Thought Id start this one going because its rather dead on this board at the moment and I suppose all my usual muckers are either at the Stella tennis event watching Dim Tim (lose again) or at Henly Regatta eating cucumber sandwiches (they wish,...NOT).

Anyway please feel free to just talk to yourself blast away and let it go on any company or subject you wish. Just wish Id thought of this one before.

cheers GF.

iturama - 23 Feb 2016 13:13 - 68192 of 81564

Well Hannan, like Farage, has seen the EU from the inside. Must be worth something. The more shrill the voices of doom become about leaving, the more certain I am that they are wrong.

Haystack - 23 Feb 2016 13:21 - 68193 of 81564

Our population is estimated to increase to 70 million over the next 12 years. We are growing in population slower than most countries and we take the least immigrants. UKIP has done a good job in making immigration a worry for people. And UKIP is very similar to the BNP and attracts similar supporters. Immigration is not such a problem as is made out. The real problem is the lack of infrastructure to support our population. UKIP only gained any serious following when the last recession began. In times of economic difficulty, parties at the extreme fringes start to do well. They appeal to people's fears and basic instincts.

jimmy b - 23 Feb 2016 13:24 - 68194 of 81564

How do you know our population is set to increase to 70 million in the next 12 years , nobody can estimate that with the doors open to 500 million people .

I take it your voting to stay then Hays ?

Haystack - 23 Feb 2016 13:27 - 68195 of 81564

A factor in people wishing to leave the EU is the belief that laws are passed that affect us where we have no sovereign right to challenge them.

That could be an important thing. However, it seems that no one can thing of any examples.

Is there anyone here who has been affected in their day to day life by an EU law that is anyway onerous?

Haystack - 23 Feb 2016 13:33 - 68196 of 81564

Jimmy
No, I am voting out for different reasons.

The estimate of 70m is from the ONS. Farage gave massive estimates of people who would come here from Romania etc and he was completely wrong.

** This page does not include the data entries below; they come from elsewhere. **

//! Shared wire-format types and constants for coffre IPC and the storage
//! HTTP protocol.
//!
//! This crate is intentionally minimal: DTOs, the handshake version
//! string, resource naming, and transport-level validation. No I/O, no
//! crypto.

use std::collections::BTreeMap;
use std::fmt;

use serde::{Deserialize, Serialize};
use uuid::Uuid;

use coffre_types::Mac;

// ── Handshake ──────────────────────────────────────────────────────────────

/// Version string exchanged during the IPC handshake. Client and daemon
/// must match byte-for-byte unless the client opts out.
pub const PROTOCOL_VERSION: &str = env!("CARGO_PKG_VERSION");

// ── IPC packets ────────────────────────────────────────────────────────────

/// One request from a client to the cached daemon. Exactly one response
/// packet comes back per request.
#[derive(Debug, Clone, PartialEq, Eq, Serialize, Deserialize)]
pub struct RequestPkt {
    /// Pre-derived repository secret; empty when the daemon should derive
    /// the key itself from the store config.
    #[serde(with = "serde_bytes")]
    pub secret: Vec<u8>,
    pub repo_id: Uuid,
    pub store_config: BTreeMap<String, String>,

    /// Push the request but don't wait for the actual execution.
    #[serde(default)]
    pub fire_and_forget: bool,

    /// All-zero requests a full rebuild, otherwise ingest that state file.
    #[serde(default = "zero_mac")]
    pub state_id: Mac,
}

fn zero_mac() -> Mac {
    Mac::ZERO
}

#[derive(Debug, Clone, PartialEq, Eq, Serialize, Deserialize)]
pub struct ResponsePkt {
    /// Empty on success.
    pub err: String,
    pub exit_code: i32,
}

impl ResponsePkt {
    pub fn ok() -> Self {
        ResponsePkt {
            err: String::new(),
            exit_code: 0,
        }
    }

    pub fn failure(err: impl fmt::Display) -> Self {
        ResponsePkt {
            err: err.to_string(),
            exit_code: -1,
        }
    }
}

// ── Storage resources ──────────────────────────────────────────────────────

/// The closed set of resource kinds a store holds. Each resource is
/// content-addressed by MAC; packfiles additionally support range reads.
#[derive(Debug, Clone, Copy, PartialEq, Eq, Hash, Serialize, Deserialize)]
pub enum ResourceKind {
    Packfile,
    State,
    Lock,
    EccPackfile,
    EccState,
}

impl ResourceKind {
    pub const ALL: [ResourceKind; 5] = [
        ResourceKind::Packfile,
        ResourceKind::State,
        ResourceKind::Lock,
        ResourceKind::EccPackfile,
        ResourceKind::EccState,
    ];

    /// The URL path segment naming this kind.
    pub fn as_str(&self) -> &'static str {
        match self {
            ResourceKind::Packfile => "packfiles",
            ResourceKind::State => "states",
            ResourceKind::Lock => "locks",
            ResourceKind::EccPackfile => "eccpackfiles",
            ResourceKind::EccState => "eccstates",
        }
    }

    /// Parse a URL path segment. Anything outside the closed set is an error.
    pub fn from_path_segment(s: &str) -> Result<ResourceKind, ProtocolError> {
        match s {
            "packfiles" => Ok(ResourceKind::Packfile),
            "states" => Ok(ResourceKind::State),
            "locks" => Ok(ResourceKind::Lock),
            "eccpackfiles" => Ok(ResourceKind::EccPackfile),
            "eccstates" => Ok(ResourceKind::EccState),
            _ => Err(ProtocolError::InvalidResourceType),
        }
    }
}

impl fmt::Display for ResourceKind {
    fn fmt(&self, f: &mut fmt::Formatter<'_>) -> fmt::Result {
        f.write_str(self.as_str())
    }
}

// ── Range reads ────────────────────────────────────────────────────────────

/// A byte range on a blob: `length` bytes starting at `offset`.
/// Lengths are bounded by the packfile format's 32-bit blob sizes.
#[derive(Debug, Clone, Copy, PartialEq, Eq, Serialize, Deserialize)]
pub struct ByteRange {
    pub offset: u64,
    pub length: u32,
}

/// Transport-level validation failures on the storage wire.
#[derive(Debug, Clone, Copy, PartialEq, Eq)]
pub enum ProtocolError {
    InvalidResourceType,
    InvalidMac,
    InvalidRange,
}

impl fmt::Display for ProtocolError {
    fn fmt(&self, f: &mut fmt::Formatter<'_>) -> fmt::Result {
        match self {
            ProtocolError::InvalidResourceType => f.write_str("Invalid resource type"),
            ProtocolError::InvalidMac => f.write_str("Invalid MAC"),
            ProtocolError::InvalidRange => f.write_str("Invalid range"),
        }
    }
}

impl std::error::Error for ProtocolError {}

/// Parse a `Range` header value. Only `bytes=<start>-<end>` with `end`
/// exclusive is accepted; the resulting length must fit in 32 bits.
pub fn parse_range_header(value: &str) -> Result<ByteRange, ProtocolError> {
    let spec = value.strip_prefix("bytes=").ok_or(ProtocolError::InvalidRange)?;
    let (start, end) = spec.split_once('-').ok_or(ProtocolError::InvalidRange)?;

    let offset: u64 = start.parse().map_err(|_| ProtocolError::InvalidRange)?;
    let end: u64 = end.parse().map_err(|_| ProtocolError::InvalidRange)?;

    if end <= offset {
        return Err(ProtocolError::InvalidRange);
    }
    let length = end - offset;
    if length > u32::MAX as u64 {
        return Err(ProtocolError::InvalidRange);
    }

    Ok(ByteRange {
        offset,
        length: length as u32,
    })
}

/// Format the `Range` header for a [`ByteRange`], the inverse of
/// [`parse_range_header`].
pub fn format_range_header(range: ByteRange) -> String {
    format!(
        "bytes={}-{}",
        range.offset,
        range.offset + range.length as u64
    )
}

/// Decode a hex MAC path segment. The decoded value must be exactly 32 bytes.
pub fn mac_from_hex_segment(s: &str) -> Result<Mac, ProtocolError> {
    Mac::from_hex(s).ok_or(ProtocolError::InvalidMac)
}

Knowing the total numbers in the EU doesn't tell you how many will actually come.

Fred1new - 23 Feb 2016 13:38 - 68197 of 81564

Hays has asked Lynton, who told him the best chance is with;

VICTIM - 23 Feb 2016 14:11 - 68198 of 81564

cynic is it France.

iturama - 23 Feb 2016 15:00 - 68199 of 81564

I could think of a number of countries. The oil rich, like Saudi, that have to cut due to the low oil price. Ditto Venezuela which is a train wreck under the Chavistas. Equally the USA under Obama with his food stamps program. But he thinks he has a bottomless pit to draw from.

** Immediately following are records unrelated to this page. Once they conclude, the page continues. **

use chrono::{DateTime, Utc};
use rand::RngCore;

use coffre_types::{Mac, Result};

use crate::repo::state::{DeltaEntry, LocalState};
use crate::repo::{now_nanos, BlobType, Repository};

pub struct RmOptions {
    /// Restrict to snapshots committed by this job.
    pub job: Option<String>,
    /// Only remove snapshots strictly older than this instant.
    pub before: Option<DateTime<Utc>>,
    /// Without apply, only report what would be removed.
    pub apply: bool,
}

/// Remove matching snapshots by publishing tombstone records. The
/// underlying packfiles stay in place until maintenance reclaims them.
/// Returns the removed snapshot ids.
pub fn run(repo: &Repository, opts: &RmOptions) -> Result<Vec<Mac>> {
    let mut victims = Vec::new();
    for snapshot_id in repo.locate_snapshot_ids() {
        let header = repo.load_snapshot(snapshot_id)?.header;
        if let Some(job) = &opts.job {
            if &header.job != job {
                continue;
            }
        }
        if let Some(before) = opts.before {
            if header.timestamp >= before {
                continue;
            }
        }
        victims.push(snapshot_id);
    }

    if victims.is_empty() {
        return Ok(victims);
    }
    if !opts.apply {
        for id in &victims {
            tracing::info!("would remove snapshot {}", id.short_hex());
        }
        return Ok(victims);
    }

    let mut tombstones = LocalState::new(now_nanos());
    for id in &victims {
        tombstones.put_delta(DeltaEntry {
            etype: BlobType::SnapshotTombstone,
            version: crate::repo::packfile::PACKFILE_VERSION,
            mac: *id,
            packfile: Mac::ZERO,
            offset: 0,
            length: 0,
        });
    }

    let mut serialized = Vec::new();
    tombstones.serialize_to_stream(&mut serialized)?;

    let mut state_id_bytes = [0u8; 32];
    rand::rngs::OsRng.fill_bytes(&mut state_id_bytes);
    let state_id = Mac(state_id_bytes);

    repo.put_state(state_id, &serialized)?;
    repo.absorb_state(state_id, &tombstones)?;

    for id in &victims {
        tracing::info!("removed snapshot {}", id.short_hex());
    }
    Ok(victims)
}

cynic - 23 Feb 2016 15:25 - 68200 of 81564

no V ..... actually it's Saudi

VICTIM - 23 Feb 2016 15:28 - 68201 of 81564

Well it's their own fault .

cynic - 23 Feb 2016 15:30 - 68202 of 81564

68196 - eu legislation is often insidious .....

there is the plain stupid like dictating what apples can be grown commercially to limiting the number of hours that can be worked (48 hours includes travel time) to delaying for years making lorry cabs safer insofar as seeing cyclists is concerned

from the outside, one can pick and choose and adopt the bits of legislation that look sensible while rejecting the plain interfering and junk

Haystack - 23 Feb 2016 15:33 - 68203 of 81564

Saudi and Russia have agreed to cut production to help raise prices.

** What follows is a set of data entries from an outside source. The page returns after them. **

pub mod resources;

#[cfg(test)]
pub(crate) mod test_helpers;

use axum::routing::get;
use axum::Router;
use tower_http::trace::TraceLayer;

use crate::state::AppState;

pub fn router(state: AppState) -> Router {
    Router::new()
        .route("/", get(resources::open_repository))
        .route("/resources/{resource}", get(resources::list_resource))
        .route(
            "/resources/{resource}/{mac}",
            get(resources::get_resource)
                .put(resources::put_resource)
                .delete(resources::delete_resource),
        )
        .layer(TraceLayer::new_for_http())
        .with_state(state)
}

It won't work because as the price rises then the shale oil that is loss making at present will come back on stream an cause over supply again.

Then add to that Iran beginning to pump again.

We are in for losing oil prices for the foreseeable future. Good for some developed countries and very bad for lots of others such as Saudi, Russia, Venezuela, Nigeria etc.

VICTIM - 23 Feb 2016 15:40 - 68204 of 81564

Saudi and Russia are freezing production .

Haystack - 23 Feb 2016 15:42 - 68205 of 81564

I see this as the biggest problem on the long term horizon. We are heading for a mass low wage low skill future. The first phase will be lower wages for unskilled jobs. Next it will be no wages because of few jobs. Long term it will be high wages for a few highly skilled jobs and no work for the masses. I have had this conversation on here before.

http://news.sky.com/story/1646966/earn-less-than-20-robots-could-replace-you

The White House says that if you earn less than $20 (£14) per hour, you'll probably be replaced by a robot.

The Council of Economic Advisors (CEA) came to the conclusion in its economic report for 2016.

It said that worldwide shipments of industrial robotics doubled between 2010 and 2014.

This surge in automation could put workers in non-supervisory roles that make less than $20 per hour out of work.

iturama - 23 Feb 2016 15:59 - 68206 of 81564

My understanding is that Iran, Russia and Saudi have agreed not to increase production. Nothing about cutting. Also the shale oil wells have relatively short lives, although techniques are being developed to increase the yields. Nevertheless, the yield per well drops off quite quickly so that the well preparation cost is amortized over a much shorter time than conventional wells.
The average break even cost of US shale oil is estimated at $65 per barrel, so it will need to rise above that for some time before we see new rigs.
Perhaps more relevant is that we are all using less oil each year.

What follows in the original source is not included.